In just a few weeks, the San Mateo County Board of Supervisors will vote on its new redistricting lines. And since both the country and county where I spent my entire life has had a troubled history of putting people of color on maps, I want to make clear what is at stake.
We are here to reverse decades of redlining and racially restrictive covenants, of discriminatory policies from housing to voting that systematically marginalized cities up and down this county — from East Palo Alto to South San Francisco.
We are here because hundreds of thousands of working-class residents are too tired and overworked to make public comment on a school night.
I am here because in 2021, procedural concessions of an advisory committee aside, an all-white board will ultimately decide the terms and conditions through which our community, predominately of color and low-income, vie for its seat at the table.
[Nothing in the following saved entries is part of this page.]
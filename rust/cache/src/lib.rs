pub mod cache;
pub mod config;

pub use crate::cache::{Cache, CacheConfigError, FoyerCacheWrapper, UnboundedCache};
pub use crate::config::CacheConfig;

use pivotspace_types::Cacheable;
use std::hash::Hash;

pub fn from_config<K, V>(config: &CacheConfig) -> Result<Cache<K, V>, CacheConfigError>
where
    K: Send + Sync + Clone + Hash + Eq + 'static,
    V: Send + Sync + Clone + Cacheable + 'static,
{
    Cache::try_from_config(config)
}

pub fn new_cache_for_test<K, V>() -> Cache<K, V>
where
    K: Send + Sync + Clone + Hash + Eq + 'static,
    V: Send + Sync + Clone + Cacheable + 'static,
{
    Cache::Unbounded(UnboundedCache::new())
}
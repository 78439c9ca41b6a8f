use bytes::Bytes;

/// Weight of a value in a size-bounded cache.
pub trait Cacheable {
    fn weight(&self) -> usize {
        1
    }
}

impl Cacheable for Bytes {
    fn weight(&self) -> usize {
        self.len().max(1)
    }
}
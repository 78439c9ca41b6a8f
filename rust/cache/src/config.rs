use serde::{Deserialize, Serialize};

fn default_capacity() -> usize {
    1000
}

#[derive(Deserialize, Debug, Clone, Serialize)]
pub struct UnboundedCacheConfig {}

#[derive(Deserialize, Debug, Clone, Serialize)]
pub struct LruConfig {
    /// Capacity in entries.
    #[serde(default = "default_capacity")]
    pub capacity: usize,
}

#[derive(Deserialize, Debug, Clone, Serialize)]
pub struct LfuConfig {
    /// Capacity in entries.
    #[serde(default = "default_capacity")]
    pub capacity: usize,
}

#[derive(Deserialize, Debug, Clone, Serialize)]
pub struct WeightedLruConfig {
    /// Capacity in weighted units (bytes for serialized buckets).
    pub capacity_bytes: usize,
}

#[derive(Deserialize, Debug, Clone, Serialize)]
#[serde(rename_all = "snake_case")]
pub enum CacheConfig {
    Unbounded(UnboundedCacheConfig),
    Lru(LruConfig),
    Lfu(LfuConfig),
    WeightedLru(WeightedLruConfig),
}

impl Default for CacheConfig {
    fn default() -> Self {
        CacheConfig::Unbounded(UnboundedCacheConfig {})
    }
}
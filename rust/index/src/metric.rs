use pivotspace_types::{DistanceValue, Fingerprint};
use std::marker::PhantomData;
use std::sync::Arc;

/// An object of the metric space. Implementors promise the metric
/// properties the pruning bound relies on: symmetry, the triangle
/// inequality, and distance zero exactly between the same logical object.
pub trait MetricObject<T: DistanceValue>: Send + Sync {
    /// The real, possibly expensive, pairwise distance.
    fn distance(&self, other: &Self) -> T;
}

/// The ordered, immutable pivot list. Frozen before the index starts
/// operating and shared read-only by arbitrarily many concurrent
/// operations; the bucket core borrows it, never owns it.
pub struct PivotSet<O, T> {
    pivots: Arc<Vec<O>>,
    _marker: PhantomData<T>,
}

impl<O: MetricObject<T>, T: DistanceValue> PivotSet<O, T> {
    pub fn new(pivots: Vec<O>) -> Self {
        Self {
            pivots: Arc::new(pivots),
            _marker: PhantomData,
        }
    }

    pub fn len(&self) -> usize {
        self.pivots.len()
    }

    pub fn is_empty(&self) -> bool {
        self.pivots.is_empty()
    }

    /// Map an object into fingerprint space: one distance call per pivot,
    /// in pivot order.
    pub fn fingerprint(&self, object: &O) -> Fingerprint<T> {
        Fingerprint::new(self.pivots.iter().map(|p| object.distance(p)).collect())
    }
}

impl<O, T> Clone for PivotSet<O, T> {
    fn clone(&self) -> Self {
        Self {
            pivots: self.pivots.clone(),
            _marker: PhantomData,
        }
    }
}
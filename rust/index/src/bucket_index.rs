use crate::address_function::AddressFunction;
use crate::config::BucketIndexConfig;
use crate::metric::{MetricObject, PivotSet};
use crate::objects::{ObjectStore, StoreVerifier};
use pivotspace_bucketstore::{
    BucketProvider, ByteStore, DeleteResult, ExistsResult, InsertResult,
};
use pivotspace_cache::CacheConfigError;
use pivotspace_error::{ErrorCodes, PivotspaceError};
use pivotspace_types::{BucketEntry, DistanceValue, RangeQuery, ResultCollector};
use std::sync::Arc;
use thiserror::Error;
use tracing::{debug, trace};

#[derive(Debug, PartialEq)]
pub enum InsertStatus {
    /// Stored under the given record id.
    Ok(i64),
    /// The same logical object is already stored under the given id.
    Exists(i64),
}

#[derive(Debug, PartialEq)]
pub enum DeleteStatus {
    Ok(i64),
    NotExists,
}

#[derive(Debug, PartialEq)]
pub enum ExistsStatus {
    Exists(i64),
    NotExists,
}

#[derive(Error, Debug)]
pub enum IndexConfigError {
    #[error("config declares {configured} pivots but the pivot set holds {actual}")]
    PivotCountMismatch { configured: usize, actual: usize },
    #[error("the pivot set must be frozen and non-empty before indexing")]
    EmptyPivotSet,
    #[error(transparent)]
    Cache(#[from] CacheConfigError),
}

impl PivotspaceError for IndexConfigError {
    fn code(&self) -> ErrorCodes {
        match self {
            IndexConfigError::PivotCountMismatch { .. } => ErrorCodes::InvalidArgument,
            IndexConfigError::EmptyPivotSet => ErrorCodes::FailedPrecondition,
            IndexConfigError::Cache(e) => e.code(),
        }
    }
}

/// The index façade over the pivot-mapped bucket core.
///
/// Every operation maps its object into fingerprint space through the
/// frozen pivot set (P distance calls), derives the bucket address, fetches
/// the container through the cache-fronted provider, delegates, and hands
/// the mutated container's bytes back to the store. Mutations hold the
/// per-address lock for the whole read-modify-write; searches read the
/// current packed snapshot without it.
pub struct BucketIndex<O, T: DistanceValue> {
    pivots: PivotSet<O, T>,
    address_function: Box<dyn AddressFunction<T>>,
    provider: BucketProvider<T>,
    objects: Arc<dyn ObjectStore<O>>,
}

impl<O: MetricObject<T>, T: DistanceValue> BucketIndex<O, T> {
    pub fn new(
        pivots: PivotSet<O, T>,
        address_function: Box<dyn AddressFunction<T>>,
        objects: Arc<dyn ObjectStore<O>>,
        store: Arc<dyn ByteStore>,
        config: &BucketIndexConfig,
    ) -> Result<Self, IndexConfigError> {
        if pivots.is_empty() {
            return Err(IndexConfigError::EmptyPivotSet);
        }
        if config.pivot_count != pivots.len() {
            return Err(IndexConfigError::PivotCountMismatch {
                configured: config.pivot_count,
                actual: pivots.len(),
            });
        }
        let cache = pivotspace_cache::from_config(&config.cache)?;
        Ok(Self {
            pivots,
            address_function,
            provider: BucketProvider::new(store, cache),
            objects,
        })
    }

    pub fn pivot_count(&self) -> usize {
        self.pivots.len()
    }

    /// Insert with the duplicate check. Returns `Exists` with the resident
    /// id when the same logical object is already stored; the persisted
    /// bytes are left untouched in that case.
    pub fn insert(
        &self,
        object: &O,
        record_id: i64,
    ) -> Result<InsertStatus, Box<dyn PivotspaceError>> {
        let fingerprint = self.pivots.fingerprint(object);
        let address = self.address_function.address(&fingerprint);
        let _guard = self.provider.lock(&address);
        let mut container = self
            .provider
            .fetch_or_create(&address, self.pivots.len())
            .map_err(|e| e.boxed())?;
        let verifier = StoreVerifier::new(object, self.objects.as_ref());
        match container
            .insert(BucketEntry::new(fingerprint, record_id), &verifier)
            .map_err(|e| e.boxed())?
        {
            InsertResult::Inserted => {
                self.provider
                    .persist(&address, &mut container)
                    .map_err(|e| e.boxed())?;
                Ok(InsertStatus::Ok(record_id))
            }
            InsertResult::AlreadyExists(id) => Ok(InsertStatus::Exists(id)),
        }
    }

    /// Insert without the duplicate check, for initial load phases where
    /// the caller has already deduplicated upstream.
    pub fn bulk_insert(&self, object: &O, record_id: i64) -> Result<(), Box<dyn PivotspaceError>> {
        let fingerprint = self.pivots.fingerprint(object);
        let address = self.address_function.address(&fingerprint);
        let _guard = self.provider.lock(&address);
        let mut container = self
            .provider
            .fetch_or_create(&address, self.pivots.len())
            .map_err(|e| e.boxed())?;
        container
            .bulk_insert(vec![BucketEntry::new(fingerprint, record_id)])
            .map_err(|e| e.boxed())?;
        self.provider
            .persist(&address, &mut container)
            .map_err(|e| e.boxed())
    }

    pub fn delete(&self, object: &O) -> Result<DeleteStatus, Box<dyn PivotspaceError>> {
        let fingerprint = self.pivots.fingerprint(object);
        let address = self.address_function.address(&fingerprint);
        let _guard = self.provider.lock(&address);
        let mut container = match self.provider.fetch(&address).map_err(|e| e.boxed())? {
            Some(container) => container,
            None => return Ok(DeleteStatus::NotExists),
        };
        let verifier = StoreVerifier::new(object, self.objects.as_ref());
        match container
            .delete(&fingerprint, &verifier)
            .map_err(|e| e.boxed())?
        {
            DeleteResult::Deleted(id) => {
                self.provider
                    .persist(&address, &mut container)
                    .map_err(|e| e.boxed())?;
                debug!(record_id = id, "deleted object");
                Ok(DeleteStatus::Ok(id))
            }
            DeleteResult::NotFound => Ok(DeleteStatus::NotExists),
        }
    }

    pub fn exists(&self, object: &O) -> Result<ExistsStatus, Box<dyn PivotspaceError>> {
        let fingerprint = self.pivots.fingerprint(object);
        let address = self.address_function.address(&fingerprint);
        let container = match self.provider.fetch(&address).map_err(|e| e.boxed())? {
            Some(container) => container,
            None => return Ok(ExistsStatus::NotExists),
        };
        let verifier = StoreVerifier::new(object, self.objects.as_ref());
        match container
            .exists(&fingerprint, &verifier)
            .map_err(|e| e.boxed())?
        {
            ExistsResult::Exists(id) => Ok(ExistsStatus::Exists(id)),
            ExistsResult::NotExists => Ok(ExistsStatus::NotExists),
        }
    }

    /// Range search: routes the query window to every candidate address and
    /// scans each container with triangle-inequality pruning. Returns the
    /// total number of real distance computations, the cost metric pruning
    /// exists to shrink.
    pub fn search(
        &self,
        object: &O,
        radius: T,
        collector: &mut dyn ResultCollector<T>,
    ) -> Result<u64, Box<dyn PivotspaceError>> {
        let query = RangeQuery::new(self.pivots.fingerprint(object), radius);
        let verifier = StoreVerifier::new(object, self.objects.as_ref());
        let mut computations = 0u64;
        for address in self.address_function.addresses_in_window(&query.window) {
            if let Some(container) = self.provider.fetch(&address).map_err(|e| e.boxed())? {
                computations += container
                    .search(&query, &verifier, collector)
                    .map_err(|e| e.boxed())?;
            }
        }
        trace!(computations, "range search complete");
        Ok(computations)
    }
}
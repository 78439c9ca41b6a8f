use crate::container::{BucketContainer, ContainerError};
use crate::store::{ByteStore, StorageError};
use bytes::Bytes;
use parking_lot::MutexGuard;
use pivotspace_cache::Cache;
use pivotspace_error::{ErrorCodes, PivotspaceError};
use pivotspace_types::{BucketAddress, DistanceValue, PartitionedMutex};
use std::marker::PhantomData;
use std::sync::Arc;
use thiserror::Error;
use tracing::debug;

#[derive(Error, Debug)]
pub enum ProviderError {
    #[error(transparent)]
    Container(#[from] ContainerError),
    #[error(transparent)]
    Storage(#[from] StorageError),
}

impl PivotspaceError for ProviderError {
    fn code(&self) -> ErrorCodes {
        match self {
            ProviderError::Container(e) => e.code(),
            ProviderError::Storage(e) => e.code(),
        }
    }
}

/// Cache-fronted access to bucket containers. Containers are decoded fresh
/// from bytes on every fetch and handed back as bytes on every persist; the
/// cache may evict and the store may be the only copy between any two calls,
/// so no caller retains a container across logical operations.
///
/// Mutating callers take `lock(address)` for the full read-modify-write.
/// Searches skip the lock and read whichever complete snapshot is current.
pub struct BucketProvider<T: DistanceValue> {
    store: Arc<dyn ByteStore>,
    cache: Cache<BucketAddress, Bytes>,
    mutexes: PartitionedMutex<BucketAddress>,
    _marker: PhantomData<T>,
}

impl<T: DistanceValue> BucketProvider<T> {
    pub fn new(store: Arc<dyn ByteStore>, cache: Cache<BucketAddress, Bytes>) -> Self {
        Self {
            store,
            cache,
            mutexes: PartitionedMutex::new(),
            _marker: PhantomData,
        }
    }

    /// The per-address mutation lock. Held for the duration of one
    /// insert/delete; released on drop whether the operation succeeds or
    /// fails, leaving the persisted bytes untouched on failure.
    pub fn lock(&self, address: &BucketAddress) -> MutexGuard<'_, ()> {
        self.mutexes.lock(address)
    }

    pub fn fetch(
        &self,
        address: &BucketAddress,
    ) -> Result<Option<BucketContainer<T>>, ProviderError> {
        if let Some(bytes) = self.cache.get(address) {
            return Ok(Some(BucketContainer::from_bytes(bytes)?));
        }
        match self.store.get(address)? {
            Some(bytes) => {
                self.cache.insert(address.clone(), bytes.clone());
                Ok(Some(BucketContainer::from_bytes(bytes)?))
            }
            None => Ok(None),
        }
    }

    /// Fetch the container at `address`, creating an empty one declared at
    /// `pivot_count` the first time an object maps there.
    pub fn fetch_or_create(
        &self,
        address: &BucketAddress,
        pivot_count: usize,
    ) -> Result<BucketContainer<T>, ProviderError> {
        match self.fetch(address)? {
            Some(mut container) => {
                container.freeze_pivot_count(pivot_count)?;
                Ok(container)
            }
            None => {
                debug!(?address, pivot_count, "creating bucket container");
                Ok(BucketContainer::new(pivot_count))
            }
        }
    }

    /// Serialize and hand the container back to the store, replacing the
    /// previous snapshot wholesale, then refresh the cache.
    pub fn persist(
        &self,
        address: &BucketAddress,
        container: &mut BucketContainer<T>,
    ) -> Result<(), ProviderError> {
        let bytes = container.to_bytes()?;
        self.store.put(address, bytes.clone())?;
        self.cache.insert(address.clone(), bytes);
        Ok(())
    }
}

impl<T: DistanceValue> Clone for BucketProvider<T> {
    fn clone(&self) -> Self {
        Self {
            store: self.store.clone(),
            cache: self.cache.clone(),
            mutexes: self.mutexes.clone(),
            _marker: PhantomData,
        }
    }
}
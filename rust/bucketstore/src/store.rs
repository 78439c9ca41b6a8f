use bytes::Bytes;
use parking_lot::RwLock;
use pivotspace_error::{ErrorCodes, PivotspaceError};
use pivotspace_types::BucketAddress;
use std::collections::HashMap;
use std::sync::Arc;
use thiserror::Error;

#[derive(Error, Debug)]
pub enum StorageError {
    #[error("storage backend failure: {message}")]
    Backend { message: String },
}

impl PivotspaceError for StorageError {
    fn code(&self) -> ErrorCodes {
        match self {
            StorageError::Backend { .. } => ErrorCodes::Internal,
        }
    }
}

/// The persistence seam. The core never writes to physical media; it hands
/// each bucket's serialized buffer to this store keyed by address and reads
/// it back on the next operation. A failure here is fatal for the in-flight
/// operation; retry policy belongs to the backend, not the core.
pub trait ByteStore: Send + Sync {
    fn get(&self, address: &BucketAddress) -> Result<Option<Bytes>, StorageError>;
    fn put(&self, address: &BucketAddress, bytes: Bytes) -> Result<(), StorageError>;
}

/// Heap-backed reference store. Puts replace the buffer for an address
/// atomically under the write lock, so readers see complete snapshots only.
#[derive(Clone, Default)]
pub struct MemoryByteStore {
    buckets: Arc<RwLock<HashMap<BucketAddress, Bytes>>>,
}

impl MemoryByteStore {
    pub fn new() -> Self {
        Self::default()
    }

    pub fn len(&self) -> usize {
        self.buckets.read().len()
    }

    pub fn is_empty(&self) -> bool {
        self.buckets.read().is_empty()
    }
}

impl ByteStore for MemoryByteStore {
    fn get(&self, address: &BucketAddress) -> Result<Option<Bytes>, StorageError> {
        Ok(self.buckets.read().get(address).cloned())
    }

    fn put(&self, address: &BucketAddress, bytes: Bytes) -> Result<(), StorageError> {
        self.buckets.write().insert(address.clone(), bytes);
        Ok(())
    }
}

#[cfg(test)]
mod tests {
    use super::*;

    #[test]
    fn test_memory_store_round_trip() {
        let store = MemoryByteStore::new();
        let address = BucketAddress::from_u64(3);
        assert_eq!(store.get(&address).unwrap(), None);
        store.put(&address, Bytes::from_static(b"packed")).unwrap();
        assert_eq!(
            store.get(&address).unwrap(),
            Some(Bytes::from_static(b"packed"))
        );
        // A second put replaces the snapshot wholesale.
        store.put(&address, Bytes::from_static(b"v2")).unwrap();
        assert_eq!(store.get(&address).unwrap(), Some(Bytes::from_static(b"v2")));
        assert_eq!(store.len(), 1);
    }
}
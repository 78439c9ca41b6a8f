use crate::distance_value::DistanceValue;
use std::cmp::Ordering;

/// The pivot-mapped representation of a stored object: an ordered,
/// fixed-length tuple holding the object's distance to every pivot. Computed
/// once per object when it enters the index.
///
/// Fingerprints stored in the same bucket always have the same length (the
/// bucket's declared pivot count).
#[derive(Clone, Debug)]
pub struct Fingerprint<T> {
    dims: Vec<T>,
}

impl<T: DistanceValue> Fingerprint<T> {
    pub fn new(dims: Vec<T>) -> Self {
        Self { dims }
    }

    pub fn len(&self) -> usize {
        self.dims.len()
    }

    pub fn is_empty(&self) -> bool {
        self.dims.is_empty()
    }

    pub fn dims(&self) -> &[T] {
        &self.dims
    }

    /// The primary sort key of the lexicographic entry order.
    pub fn leading(&self) -> T {
        self.dims[0]
    }

    /// The maximum per-dimension absolute difference. By the triangle
    /// inequality this never exceeds the real distance between the two
    /// underlying objects, so it is a safe pruning lower bound.
    pub fn l_infinity(&self, other: &Self) -> T {
        debug_assert_eq!(self.dims.len(), other.dims.len());
        let mut max = T::ZERO;
        for (a, b) in self.dims.iter().zip(other.dims.iter()) {
            let d = a.abs_diff(*b);
            if d.total_cmp(&max) == Ordering::Greater {
                max = d;
            }
        }
        max
    }

    /// The inclusive window `[low, high]` a range query with this
    /// fingerprint and the given radius must scan. Saturates at the distance
    /// type's boundaries, which can only widen the window, never narrow it.
    pub fn window(&self, radius: T) -> FingerprintWindow<T> {
        let low = self.dims.iter().map(|d| d.sub_saturating(radius)).collect();
        let high = self.dims.iter().map(|d| d.add_saturating(radius)).collect();
        FingerprintWindow {
            low: Fingerprint::new(low),
            high: Fingerprint::new(high),
        }
    }
}

impl<T: DistanceValue> PartialEq for Fingerprint<T> {
    fn eq(&self, other: &Self) -> bool {
        self.cmp(other) == Ordering::Equal
    }
}

impl<T: DistanceValue> Eq for Fingerprint<T> {}

impl<T: DistanceValue> PartialOrd for Fingerprint<T> {
    fn partial_cmp(&self, other: &Self) -> Option<Ordering> {
        Some(self.cmp(other))
    }
}

impl<T: DistanceValue> Ord for Fingerprint<T> {
    /// Lexicographic over dimensions, left to right. Lengths only differ for
    /// fingerprints from different indexes; shorter sorts first in that case.
    fn cmp(&self, other: &Self) -> Ordering {
        for (a, b) in self.dims.iter().zip(other.dims.iter()) {
            match a.total_cmp(b) {
                Ordering::Equal => continue,
                non_eq => return non_eq,
            }
        }
        self.dims.len().cmp(&other.dims.len())
    }
}

/// The inclusive fingerprint range scanned by one query.
#[derive(Clone, Debug)]
pub struct FingerprintWindow<T> {
    pub low: Fingerprint<T>,
    pub high: Fingerprint<T>,
}

/// One stored record: a fingerprint and the id of the underlying object in
/// the external object store. Entries order by fingerprint alone; two
/// entries with equal fingerprints are distinguished only by re-checking the
/// real distance of their underlying objects, never by id.
#[derive(Clone, Debug)]
pub struct BucketEntry<T> {
    pub fingerprint: Fingerprint<T>,
    pub record_id: i64,
}

impl<T: DistanceValue> BucketEntry<T> {
    pub fn new(fingerprint: Fingerprint<T>, record_id: i64) -> Self {
        Self {
            fingerprint,
            record_id,
        }
    }
}

impl<T: DistanceValue> PartialEq for BucketEntry<T> {
    fn eq(&self, other: &Self) -> bool {
        self.record_id == other.record_id && self.fingerprint == other.fingerprint
    }
}

#[cfg(test)]
mod tests {
    use super::*;

    fn fp(dims: &[i32]) -> Fingerprint<i32> {
        Fingerprint::new(dims.to_vec())
    }

    #[test]
    fn test_lexicographic_order() {
        assert!(fp(&[1, 1]) < fp(&[1, 5]));
        assert!(fp(&[1, 5]) < fp(&[3, 2]));
        assert!(fp(&[3, 2]) == fp(&[3, 2]));
        // Ties resolved by later dimensions, left to right.
        assert!(fp(&[2, 2, 1]) < fp(&[2, 2, 9]));
    }

    #[test]
    fn test_l_infinity() {
        assert_eq!(fp(&[1, 5]).l_infinity(&fp(&[1, 1])), 4);
        assert_eq!(fp(&[3, 2]).l_infinity(&fp(&[1, 1])), 2);
        assert_eq!(fp(&[7, 7]).l_infinity(&fp(&[7, 7])), 0);
    }

    #[test]
    fn test_window_saturates() {
        let w = Fingerprint::new(vec![1u8, 200]).window(60);
        assert_eq!(w.low.dims(), &[0, 140]);
        assert_eq!(w.high.dims(), &[61, u8::MAX]);
    }

    #[test]
    fn test_float_order_is_total() {
        let a = Fingerprint::new(vec![1.0f32, 2.0]);
        let b = Fingerprint::new(vec![1.0f32, 2.5]);
        assert!(a < b);
        assert_eq!(a, a.clone());
    }
}
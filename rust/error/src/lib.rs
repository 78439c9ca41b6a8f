// Standard error codes modeled on the gRPC status codes. Custom errors map
// themselves onto one of these so callers can handle failures generically
// without matching on every concrete error type in the workspace.
use std::error::Error;

#[derive(PartialEq, Debug, Clone, Copy)]
pub enum ErrorCodes {
    // "Success" since Ok is a keyword in Rust.
    Success = 0,
    Cancelled = 1,
    Unknown = 2,
    // Client specified an invalid argument.
    InvalidArgument = 3,
    DeadlineExceeded = 4,
    // A requested entity was not found.
    NotFound = 5,
    // An entity we attempted to create already exists.
    AlreadyExists = 6,
    PermissionDenied = 7,
    ResourceExhausted = 8,
    // The system is not in a state required for the operation's execution.
    FailedPrecondition = 9,
    Aborted = 10,
    OutOfRange = 11,
    Unimplemented = 12,
    Internal = 13,
    Unavailable = 14,
    // Unrecoverable data loss or corruption.
    DataLoss = 15,
    Unauthenticated = 16,
}

impl ErrorCodes {
    pub fn name(&self) -> &'static str {
        match self {
            ErrorCodes::InvalidArgument => "InvalidArgumentError",
            ErrorCodes::NotFound => "NotFoundError",
            ErrorCodes::FailedPrecondition => "FailedPreconditionError",
            ErrorCodes::DataLoss => "DataLossError",
            ErrorCodes::Internal => "InternalError",
            _ => "PivotspaceError",
        }
    }
}

pub trait PivotspaceError: Error + Send {
    fn code(&self) -> ErrorCodes;
    fn boxed(self) -> Box<dyn PivotspaceError>
    where
        Self: Sized + 'static,
    {
        Box::new(self)
    }
}

impl Error for Box<dyn PivotspaceError> {}

impl PivotspaceError for Box<dyn PivotspaceError> {
    fn code(&self) -> ErrorCodes {
        self.as_ref().code()
    }
}

impl PivotspaceError for std::io::Error {
    fn code(&self) -> ErrorCodes {
        ErrorCodes::Unknown
    }
}
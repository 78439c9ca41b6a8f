use crate::distance_value::DistanceValue;
use crate::fingerprint::{Fingerprint, FingerprintWindow};
use pivotspace_error::PivotspaceError;
use std::cmp::Ordering;

/// A prepared range query over fingerprint space: the probe's fingerprint,
/// the search radius, and the inclusive window `[low, high]` that bounds
/// candidate scanning along the primary sort dimension.
#[derive(Clone, Debug)]
pub struct RangeQuery<T: DistanceValue> {
    pub fingerprint: Fingerprint<T>,
    pub radius: T,
    pub window: FingerprintWindow<T>,
}

impl<T: DistanceValue> RangeQuery<T> {
    pub fn new(fingerprint: Fingerprint<T>, radius: T) -> Self {
        let window = fingerprint.window(radius);
        Self {
            fingerprint,
            radius,
            window,
        }
    }
}

/// Resolves a record id to the real (possibly expensive) distance between
/// the stored object and the probe object of the in-flight operation.
/// Implementations fetch the object from the external object store; a fetch
/// failure aborts the operation.
pub trait Verifier<T: DistanceValue> {
    fn distance_to(&self, record_id: i64) -> Result<T, Box<dyn PivotspaceError>>;
}

/// Sink for search results. Bounded collectors (top-k) expose a current
/// acceptable distance that shrinks monotonically as better matches arrive,
/// tightening the pruning bound mid-scan.
pub trait ResultCollector<T: DistanceValue> {
    /// Offer a candidate that survived pruning and whose real distance is
    /// within the query radius. The collector may still discard it.
    fn offer(&mut self, record_id: i64, distance: T);

    /// The largest distance the collector would currently accept.
    fn acceptable(&self) -> T;

    /// Whether an entry with this pruning lower bound can still contribute.
    fn is_candidate(&self, lower_bound: T) -> bool {
        lower_bound.total_cmp(&self.acceptable()) != Ordering::Greater
    }
}
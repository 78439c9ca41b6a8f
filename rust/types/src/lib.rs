pub mod address;
pub mod cacheable;
pub mod distance_value;
pub mod fingerprint;
pub mod partitioned_mutex;
pub mod search;

pub use address::*;
pub use cacheable::*;
pub use distance_value::*;
pub use fingerprint::*;
pub use partitioned_mutex::*;
pub use search::*;
use super::{CodeWriter, EmitOptions};
use crate::core::data::MemberShape;
use crate::core::schema::Schema;

/// Render the shared header: the record type with one field per schema
/// member, followed by one `extern` declaration per language.
pub fn emit_header(schema: &Schema, languages: &[String], options: &EmitOptions) -> String {
    let type_name = &options.struct_type_name;
    let mut w = CodeWriter::new(&options.eol);

    w.prolog(&options.header_prolog);
    w.line("// Definitions");
    w.line(&format!("typedef struct {}", type_name));
    w.line("{");
    for (name, shape) in schema.members() {
        match shape {
            MemberShape::Scalar => w.line(&format!("    const char* {};", name)),
            MemberShape::Array(count) => w.line(&format!("    const char* {}[{}];", name, count)),
        }
    }
    w.line(&format!("}} {};", type_name));

    w.blank();
    w.line("// Forward Declarations");
    for language in languages {
        w.line(&format!(
            "extern const {} {};",
            type_name,
            options.instance_name(language)
        ));
    }

    w.finish()
}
As a freshman council member for East Palo Alto, I’ve been politically reared in a once-in-a-century pandemic, which means I have seen inequality in its most naked form. I door-knocked on apartment units only to find them hollowed out of their families. I saw lines blocks long of pedestrians of all ages hauling strollers and shopping carts to receive a bounty of block cheese.
But it also means that every day I saw the best of humanity. Throughout these 12 months, I’ve seen people dressed in all colors of Patagonia jackets — folks who likely never questioned when their next meal was — volunteer their Friday nights to hand my constituents a carton of milk. From food banks to outreach for vaccines and housing assistance, I saw the white and well-to-do invest their time and resources for my city.
Despite a lifetime of seeing a city slighted and snubbed, I do not doubt the capacity for us to be better than our forefathers. I do not doubt our collective ability to bridge resources so that no longer will a ZIP code limit a child’s future.
But individual investment is not enough. If communities like mine are to prosper in an ever-gentrifying county, we need cities to step up, to understand that while they’ve enjoyed centuries of political representation, we are just beginning to make our voices heard.
As iterated in Supervisorial District Lines Advisory Commission’s meetings, it is inevitable that some cities will be divided in the new map, which has caused a bit of a dilemma among commissioners. Mindful of being as inclusive as possible, the commissioners are reluctant to decide which cities to divide. That is why I propose that the wealthy cities in the county volunteer to have their areas cut in half by the new proposed boundaries. The reasoning is very simple: They have less to lose.
In San Mateo County, the fourth-wealthiest in the nation, the politics of incorporation has left a racialized divide, so that in the year 2021, issues like unpaved roads and clean water exist side by side with multibillion-dollar corporations. Those cities that were incorporated early in the 20th century have benefited from a stability that together with small populations, single-family zoning, streamlined permits and changing buyer demographics catapulted them to the appearance of astonishing wealth.
For many, such a proposal might still seem ridiculous, perhaps cause ire. Who is this young man to tell us what to do, to in effect dictate another city’s political future?
The reality is that historically, and like many of my Black and brown and unincorporated neighbors, my city’s political future was dictated for decades. The reality is my city was divided decades before it was even a city, when the Bayshore Freeway expansion went ahead without our approval, a freeway that for the convenience of outside commuters, displaced 50-plus East Palo Alto businesses in a time when we were just getting our economic footing.
We do not lack the knowledge of what we must do, but rather the political courage to act upon its natural consequences. Whether you live in Hillsborough or the coastside, Atherton or North Fair Oaks, we as residents of this county must set aside our personal hesitations and understand our role in history. To redraw maps with fault lines on affluent acres will not alter a quality of life cemented by centuries of intergenerational power. On the contrary, to reorient the redistricting process in favor of our Black and brown low-income communities is not reverse prejudice, but the restitution of an unjust past.
Only through this strategic division, we will be united.
Antonio Lopez is an East Palo Alto City Council member.